While ICE is a compelling verification approach, it does present some


physical challenges for implementation. Consequently, today’s
emulation tools have evolved to include software virtual models of
system hardware and semiconductor intellectual property (IP) that can
be easily configured to represent system hardware components for
hardware/software co-verification. These virtual models can generate
large amounts of transaction-level data to stimulate the SoC design
while the software is running on the emulated SoC design environment.

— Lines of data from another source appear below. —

//! Dockerfile rendering
//!
//! Composes a resolved [`BuildManifest`] into the final text artifact,
//! in a fixed section order, substituting the `{toolset}`, `{filename}`
//! and `{url}` placeholders into the command text. Rendering is a pure
//! function of the manifest: identical manifests render byte-identical
//! text, which is what makes the writer's skip-if-exists deduplication
//! meaningful.

use std::sync::LazyLock;

use regex::Regex;

use crate::constants::{BUILD_DIR, LABEL_PREFIX, NUKE_INSTALL_DIR, PROJECT_URL, TOOLCHAIN_DIR};
use crate::error::{Error, Result};
use crate::os::OperatingSystem;
use crate::resolver::BuildManifest;

/// Placeholder grammar: a braced lowercase identifier. Shell parameter
/// expansions like `${BIN}` stay untouched (uppercase).
static PLACEHOLDER: LazyLock<Regex> = LazyLock::new(|| Regex::new(r"\{([a-z_]+)\}").unwrap());

/// Substitute placeholders in `text` from `values`.
///
/// A placeholder with no matching value is a fatal
/// [`Error::UnresolvedPlaceholder`]; partially substituted output is
/// never returned.
pub fn substitute(text: &str, values: &[(&str, &str)]) -> Result<String> {
    let mut out = String::with_capacity(text.len());
    let mut last = 0;
    for captures in PLACEHOLDER.captures_iter(text) {
        let matched = captures.get(0).expect("capture 0 always present");
        let name = &captures[1];
        let value = values
            .iter()
            .find(|(key, _)| *key == name)
            .map(|(_, value)| *value)
            .ok_or_else(|| Error::UnresolvedPlaceholder {
                name: name.to_string(),
            })?;
        out.push_str(&text[last..matched.start()]);
        out.push_str(value);
        last = matched.end();
    }
    out.push_str(&text[last..]);
    Ok(out)
}

/// The source URL's path basename with its final extension stripped;
/// the `{filename}` substitution value.
fn source_filename(url: &str) -> Result<String> {
    let basename = url.rsplit('/').next().unwrap_or_default();
    let stem = basename
        .rsplit_once('.')
        .map(|(stem, _)| stem)
        .unwrap_or(basename);
    if stem.is_empty() {
        return Err(Error::UnresolvedPlaceholder {
            name: "filename".to_string(),
        });
    }
    Ok(stem.to_string())
}

/// Render a manifest to its Dockerfile text.
pub fn render(manifest: &BuildManifest) -> Result<String> {
    let filename = source_filename(&manifest.source_url)?;
    let values: [(&str, &str); 3] = [
        ("toolset", &manifest.toolchain),
        ("filename", &filename),
        ("url", &manifest.source_url),
    ];

    let mut sections = vec![
        format!("FROM {}", manifest.base_image),
        labels(manifest),
        args(manifest),
        copy(manifest),
    ];

    let run_blocks: Vec<String> = manifest
        .commands
        .iter()
        .map(|block| substitute(&block.to_run_directive(), &values))
        .collect::<Result<_>>()?;
    if !run_blocks.is_empty() {
        sections.push(run_blocks.join("\n\n"));
    }

    sections.push(format!("WORKDIR {BUILD_DIR}"));
    sections.push(substitute(
        &manifest.environment.to_env_directive(),
        &values,
    )?);

    // Linux images activate the software-collections toolchain at
    // runtime; cross-compile targets configure theirs via ENV only.
    if manifest.operating_system == OperatingSystem::Linux {
        sections.push(substitute(
            "ENTRYPOINT [\"scl\", \"enable\", \"{toolset}\", \"--\", \"/bin/bash\"]",
            &values,
        )?);
    }

    let mut rendered = sections.join("\n\n");
    rendered.push('\n');
    Ok(rendered)
}

fn labels(manifest: &BuildManifest) -> String {
    let created = manifest.created.format("%Y-%m-%d");
    let lines = [
        "LABEL 'org.opencontainers.version'=1.0".to_string(),
        format!("LABEL 'org.opencontainers.image.created'='{created}'"),
        "LABEL 'org.opencontainers.image.description'=\
         'Ready to use image for building Nuke plugins.'"
            .to_string(),
        "LABEL 'org.opencontainers.license'='MIT'".to_string(),
        format!("LABEL 'org.opencontainers.url'='{PROJECT_URL}'"),
        format!(
            "LABEL '{LABEL_PREFIX}.based_on'='{}'",
            manifest.base_image
        ),
        format!(
            "LABEL '{LABEL_PREFIX}.operating_system'='{}'",
            manifest.operating_system
        ),
        format!(
            "LABEL '{LABEL_PREFIX}.nuke_version'={}",
            manifest.version
        ),
        format!(
            "LABEL '{LABEL_PREFIX}.nuke_source'='{}'",
            manifest.source_url
        ),
    ];
    lines.join("\n")
}

fn args(manifest: &BuildManifest) -> String {
    let mut lines = vec!["ARG NUKE_SOURCE_FILES".to_string()];
    if manifest.operating_system == OperatingSystem::Windows {
        lines.push("ARG TOOLCHAIN".to_string());
    }
    lines.join("\n")
}

fn copy(manifest: &BuildManifest) -> String {
    let mut lines = vec![format!("COPY $NUKE_SOURCE_FILES {NUKE_INSTALL_DIR}")];
    if manifest.operating_system == OperatingSystem::Windows {
        lines.push(format!("COPY $TOOLCHAIN {TOOLCHAIN_DIR}/"));
    }
    lines.join("\n")
}

#[cfg(test)]
mod tests {
    use super::*;
    use rstest::rstest;

    #[test]
    fn substitutes_known_placeholders() {
        let out = substitute(
            "curl -o /tmp/{filename}.tgz {url}",
            &[("filename", "Nuke15.0v2"), ("url", "https://host/n.tgz")],
        )
        .unwrap();
        assert_eq!(out, "curl -o /tmp/Nuke15.0v2.tgz https://host/n.tgz");
    }

    #[test]
    fn unknown_placeholder_is_fatal() {
        let err = substitute("echo {mystery}", &[("toolset", "17")]).unwrap_err();
        assert_eq!(
            err,
            Error::UnresolvedPlaceholder {
                name: "mystery".to_string()
            }
        );
    }

    #[test]
    fn shell_parameter_expansion_is_not_a_placeholder() {
        let out = substitute("echo \"export BIN=${BIN}\"", &[]).unwrap();
        assert_eq!(out, "echo \"export BIN=${BIN}\"");
    }

    #[rstest]
    #[case("https://host/Nuke15.0v2-linux-x86_64.tgz", "Nuke15.0v2-linux-x86_64")]
    #[case("https://host/dir/archive.tar", "archive")]
    #[case("https://host/noextension", "noextension")]
    fn filename_strips_final_extension(#[case] url: &str, #[case] expected: &str) {
        assert_eq!(source_filename(url).unwrap(), expected);
    }

    #[test]
    fn filename_from_empty_basename_is_fatal() {
        assert!(source_filename("https://host/").is_err());
    }

    #[test]
    fn stray_environment_placeholder_fails_rendering() {
        use crate::commands::EnvironmentSet;
        use crate::os::UpstreamImage;
        use crate::version::NukeVersion;
        use chrono::NaiveDate;

        let mut environment = EnvironmentSet::new();
        environment.push("SDK_ROOT", "{sdk_root}");
        let manifest = BuildManifest {
            operating_system: OperatingSystem::Windows,
            version: NukeVersion::new(15, 0),
            source_url: "https://host/Nuke15.0v2-windows-x86_64.zip".to_string(),
            base_image: UpstreamImage::DebianBookworm,
            toolchain: "17".to_string(),
            commands: Vec::new(),
            environment,
            created: NaiveDate::from_ymd_opt(2026, 1, 15).unwrap(),
        };

        let err = render(&manifest).unwrap_err();
        assert_eq!(
            err,
            Error::UnresolvedPlaceholder {
                name: "sdk_root".to_string()
            }
        );
    }
}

Extending Verification Performance with FPGA Prototyping

Similar to software simulation, hardware emulation has its performance


limitations too. Emulation supports the operation of the system& SoC at
frequencies in the low megahertz range. When emulation reaches its
limits of performance and system modeling, and TTM schedules call for
more comprehensive hardware/software verification early in the
development process, SoC developers turn to FPGA prototyping. The use
of FPGA prototyping for early hardware/software co-verification is
growing rapidly, driven by SoC designs for the Internet of Things (IoT),
Autonomous Driver Assistance Systems (ADAS), and healthcare – where
tighter interdependencies exist between power and performance, and
can only be verified with hardware/software co-verification.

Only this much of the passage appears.